- _Activity_
In the records, find each line where "remove" occurs, and copy it.

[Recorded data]
□ □ □ □

//! Handle table — opaque integer handles to host values.
//!
//! The guest never sees host objects directly. It holds small integers that
//! index into a [`HandleTable`] owned by the bridge instance. Unused slots
//! form an intrusive free list (each free slot stores the index of the next
//! free slot), so allocate and release are O(1) and the table never compacts.
//!
//! The lowest [`RESERVED_HANDLES`] slots hold sentinel values
//! (`none`, `undefined`, `null`, `true`, `false`) and are never recycled.

use alloc::vec::Vec;
use core::fmt;

use crate::error::HandleError;
use crate::types::{
    HANDLE_FALSE, HANDLE_NONE, HANDLE_NULL, HANDLE_TRUE, HANDLE_UNDEFINED, RESERVED_HANDLES,
};

/// An opaque reference to a slot in a [`HandleTable`].
#[derive(Debug, Clone, Copy, PartialEq, Eq, Hash, PartialOrd, Ord)]
pub struct Handle(u32);

impl Handle {
    pub const NONE: Handle = Handle(HANDLE_NONE);
    pub const UNDEFINED: Handle = Handle(HANDLE_UNDEFINED);
    pub const NULL: Handle = Handle(HANDLE_NULL);
    pub const TRUE: Handle = Handle(HANDLE_TRUE);
    pub const FALSE: Handle = Handle(HANDLE_FALSE);

    pub const fn from_raw(raw: u32) -> Self {
        Self(raw)
    }

    /// Reinterpret an `i32` received across the ABI.
    pub fn from_abi(raw: i32) -> Self {
        Self(raw as u32)
    }

    pub const fn as_raw(self) -> u32 {
        self.0
    }

    /// The `i32` form passed back to the guest.
    pub fn to_abi(self) -> i32 {
        self.0 as i32
    }

    /// Sentinel handles live below [`RESERVED_HANDLES`].
    pub fn is_sentinel(self) -> bool {
        self.0 < RESERVED_HANDLES
    }

    /// The sentinel for a boolean value.
    pub fn from_bool(value: bool) -> Self {
        if value {
            Self::TRUE
        } else {
            Self::FALSE
        }
    }
}

impl fmt::Display for Handle {
    fn fmt(&self, f: &mut fmt::Formatter<'_>) -> fmt::Result {
        write!(f, "#{}", self.0)
    }
}

#[derive(Debug, Clone)]
enum Slot<T> {
    Occupied(T),
    Free { next: u32 },
}

/// Slot table mapping [`Handle`]s to values.
///
/// `free_head == slots.len()` means the free list is empty and the next
/// allocation appends.
#[derive(Debug, Clone)]
pub struct HandleTable<T> {
    slots: Vec<Slot<T>>,
    free_head: u32,
    live: usize,
}

impl<T> HandleTable<T> {
    /// Create a table whose reserved slots hold `sentinels`, in the order
    /// `none, undefined, null, true, false`.
    pub fn with_sentinels(sentinels: [T; RESERVED_HANDLES as usize]) -> Self {
        Self::with_capacity(sentinels, 0)
    }

    /// Like [`with_sentinels`](Self::with_sentinels), reserving room for
    /// `capacity` additional live handles.
    pub fn with_capacity(sentinels: [T; RESERVED_HANDLES as usize], capacity: usize) -> Self {
        let mut slots = Vec::with_capacity(RESERVED_HANDLES as usize + capacity);
        slots.extend(sentinels.into_iter().map(Slot::Occupied));
        Self {
            slots,
            free_head: RESERVED_HANDLES,
            live: 0,
        }
    }

    /// Store `value` and return a fresh handle for it.
    ///
    /// Reuses the most recently released slot before growing the table.
    pub fn allocate(&mut self, value: T) -> Handle {
        let idx = self.free_head;
        if idx as usize == self.slots.len() {
            self.slots.push(Slot::Occupied(value));
            self.free_head = idx + 1;
        } else {
            match core::mem::replace(&mut self.slots[idx as usize], Slot::Occupied(value)) {
                Slot::Free { next } => self.free_head = next,
                Slot::Occupied(_) => unreachable!("free list head {} is occupied", idx),
            }
        }
        self.live += 1;
        Handle(idx)
    }

    /// Resolve a handle to its value.
    pub fn get(&self, handle: Handle) -> Option<&T> {
        match self.slots.get(handle.0 as usize) {
            Some(Slot::Occupied(v)) => Some(v),
            _ => None,
        }
    }

    /// Resolve a handle to a mutable reference.
    pub fn get_mut(&mut self, handle: Handle) -> Option<&mut T> {
        match self.slots.get_mut(handle.0 as usize) {
            Some(Slot::Occupied(v)) => Some(v),
            _ => None,
        }
    }

    /// Returns true if `handle` currently resolves.
    pub fn contains(&self, handle: Handle) -> bool {
        self.get(handle).is_some()
    }

    /// Release a handle so its slot can be reused.
    ///
    /// Releasing a sentinel is a no-op.
    pub fn release(&mut self, handle: Handle) -> Result<(), HandleError> {
        self.remove(handle).map(|_| ())
    }

    /// Release a non-sentinel slot and hand back its value.
    ///
    /// Returns `Ok(None)` for sentinels, which stay in place.
    pub fn remove(&mut self, handle: Handle) -> Result<Option<T>, HandleError> {
        if handle.is_sentinel() {
            return Ok(None);
        }
        let idx = handle.0 as usize;
        let slot = self
            .slots
            .get_mut(idx)
            .ok_or(HandleError::OutOfRange(handle.0))?;
        if let Slot::Free { .. } = slot {
            return Err(HandleError::Released(handle.0));
        }
        let prev = core::mem::replace(slot, Slot::Free { next: self.free_head });
        self.free_head = handle.0;
        self.live -= 1;
        match prev {
            Slot::Occupied(v) => Ok(Some(v)),
            Slot::Free { .. } => unreachable!(),
        }
    }

    /// Number of live (non-sentinel) handles.
    pub fn live(&self) -> usize {
        self.live
    }

    /// Total number of slots, including sentinels and free slots.
    pub fn capacity(&self) -> usize {
        self.slots.len()
    }
}

impl<T: Clone> HandleTable<T> {
    /// Resolve and release in one step.
    ///
    /// Taking a sentinel yields a copy of the sentinel value.
    pub fn take(&mut self, handle: Handle) -> Result<T, HandleError> {
        if handle.is_sentinel() {
            return self
                .get(handle)
                .cloned()
                .ok_or(HandleError::OutOfRange(handle.0));
        }
        match self.remove(handle)? {
            Some(v) => Ok(v),
            None => Err(HandleError::Released(handle.0)),
        }
    }

    /// Allocate a second, independently released handle for the same value.
    pub fn duplicate(&mut self, handle: Handle) -> Result<Handle, HandleError> {
        let value = match self.slots.get(handle.0 as usize) {
            Some(Slot::Occupied(v)) => v.clone(),
            Some(Slot::Free { .. }) => return Err(HandleError::Released(handle.0)),
            None => return Err(HandleError::OutOfRange(handle.0)),
        };
        Ok(self.allocate(value))
    }
}

#[cfg(test)]
mod tests {
    use super::*;

    fn table() -> HandleTable<&'static str> {
        HandleTable::with_sentinels(["none", "undefined", "null", "true", "false"])
    }

    #[test]
    fn test_sentinels_resolve() {
        let t = table();
        assert_eq!(t.get(Handle::NONE), Some(&"none"));
        assert_eq!(t.get(Handle::UNDEFINED), Some(&"undefined"));
        assert_eq!(t.get(Handle::NULL), Some(&"null"));
        assert_eq!(t.get(Handle::TRUE), Some(&"true"));
        assert_eq!(t.get(Handle::FALSE), Some(&"false"));
        assert_eq!(t.live(), 0);
    }

    #[test]
    fn test_allocate_appends_after_reserved() {
        let mut t = table();
        let a = t.allocate("a");
        let b = t.allocate("b");
        assert_eq!(a.as_raw(), RESERVED_HANDLES);
        assert_eq!(b.as_raw(), RESERVED_HANDLES + 1);
        assert_eq!(t.get(a), Some(&"a"));
        assert_eq!(t.live(), 2);
    }

    #[test]
    fn test_release_reuses_most_recent_slot() {
        let mut t = table();
        let a = t.allocate("a");
        let b = t.allocate("b");
        let c = t.allocate("c");
        t.release(a).unwrap();
        t.release(c).unwrap();

        // LIFO: c's slot comes back first, then a's, then the table grows.
        assert_eq!(t.allocate("d"), c);
        assert_eq!(t.allocate("e"), a);
        let f = t.allocate("f");
        assert_eq!(f.as_raw(), RESERVED_HANDLES + 3);
        assert_eq!(t.get(b), Some(&"b"));
        assert_eq!(t.get(c), Some(&"d"));
    }

    #[test]
    fn test_release_sentinel_is_noop() {
        let mut t = table();
        t.release(Handle::NULL).unwrap();
        t.release(Handle::NULL).unwrap();
        assert_eq!(t.get(Handle::NULL), Some(&"null"));
        let h = t.allocate("x");
        assert!(!h.is_sentinel());
    }

    #[test]
    fn test_double_release_detected() {
        let mut t = table();
        let a = t.allocate("a");
        t.release(a).unwrap();
        assert_eq!(t.release(a), Err(HandleError::Released(a.as_raw())));
        assert_eq!(t.get(a), None);
    }

    #[test]
    fn test_out_of_range() {
        let mut t = table();
        let bogus = Handle::from_raw(999);
        assert_eq!(t.get(bogus), None);
        assert_eq!(t.release(bogus), Err(HandleError::OutOfRange(999)));
    }

    #[test]
    fn test_take_releases() {
        let mut t = table();
        let a = t.allocate("a");
        assert_eq!(t.take(a).unwrap(), "a");
        assert!(!t.contains(a));
        assert_eq!(t.live(), 0);
        assert_eq!(t.take(Handle::TRUE).unwrap(), "true");
        assert!(t.contains(Handle::TRUE));
    }

    #[test]
    fn test_duplicate_is_independent() {
        let mut t = table();
        let a = t.allocate("a");
        let dup = t.duplicate(a).unwrap();
        assert_ne!(a, dup);
        t.release(a).unwrap();
        assert_eq!(t.get(dup), Some(&"a"));
    }

    #[test]
    fn test_abi_conversion() {
        let h = Handle::from_abi(42);
        assert_eq!(h.to_abi(), 42);
        assert_eq!(Handle::from_bool(true), Handle::TRUE);
        assert_eq!(Handle::from_bool(false), Handle::FALSE);
    }
}
impl Resource {
    fn kind(&self) -> GlObjectKind {
        match self {
            Self::Buffer { .. } => GlObjectKind::Buffer,
            Self::Texture(_) => GlObjectKind::Texture,
            Self::Framebuffer { .. } => GlObjectKind::Framebuffer,
            Self::Program(_) => GlObjectKind::Program,
            Self::Shader(_) => GlObjectKind::Shader,
            Self::VertexArray => GlObjectKind::VertexArray,
        }
    }
}

/// State of one WebGL 2 context.
#[derive(Debug, Clone)]
pub struct GlContext {
    id: ContextId,
    canvas: ElementId,
    lost: bool,
    lost_reported: bool,
    next_object: u32,
    objects: BTreeMap<u32, Resource>,
    extensions: BTreeSet<String>,

    buffers: BTreeMap<u32, u32>,
    uniform_buffers: BTreeMap<u32, u32>,
    textures: BTreeMap<(u32, u32), u32>,
    active_unit: u32,
    framebuffer: Option<u32>,
    vertex_array: Option<u32>,
    program: Option<u32>,
    pixel_store: BTreeMap<u32, i32>,
    attribs: BTreeMap<u32, AttribState>,

    capabilities: BTreeSet<u32>,
    blend: BlendState,
    depth_func: u32,
    depth_mask: bool,
    color_mask: [bool; 4],
    stencil: StencilState,
    cull_face: u32,
    viewport: PixelRect,
    scissor: PixelRect,

    clear_color: [f32; 4],
    clear_depth: f32,
    clear_stencil: i32,
    /// Colour of the default framebuffer after the last clear.
    backbuffer: [u8; 4],

    errors: Vec<u32>,
    clears: Vec<u32>,
    draws: Vec<DrawCall>,
}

□ □ □ □

- _The completed task_
        self.remove(handle).map(|_| ())
    pub fn remove(&mut self, handle: Handle) -> Result<Option<T>, HandleError> {
        match self.remove(handle)? {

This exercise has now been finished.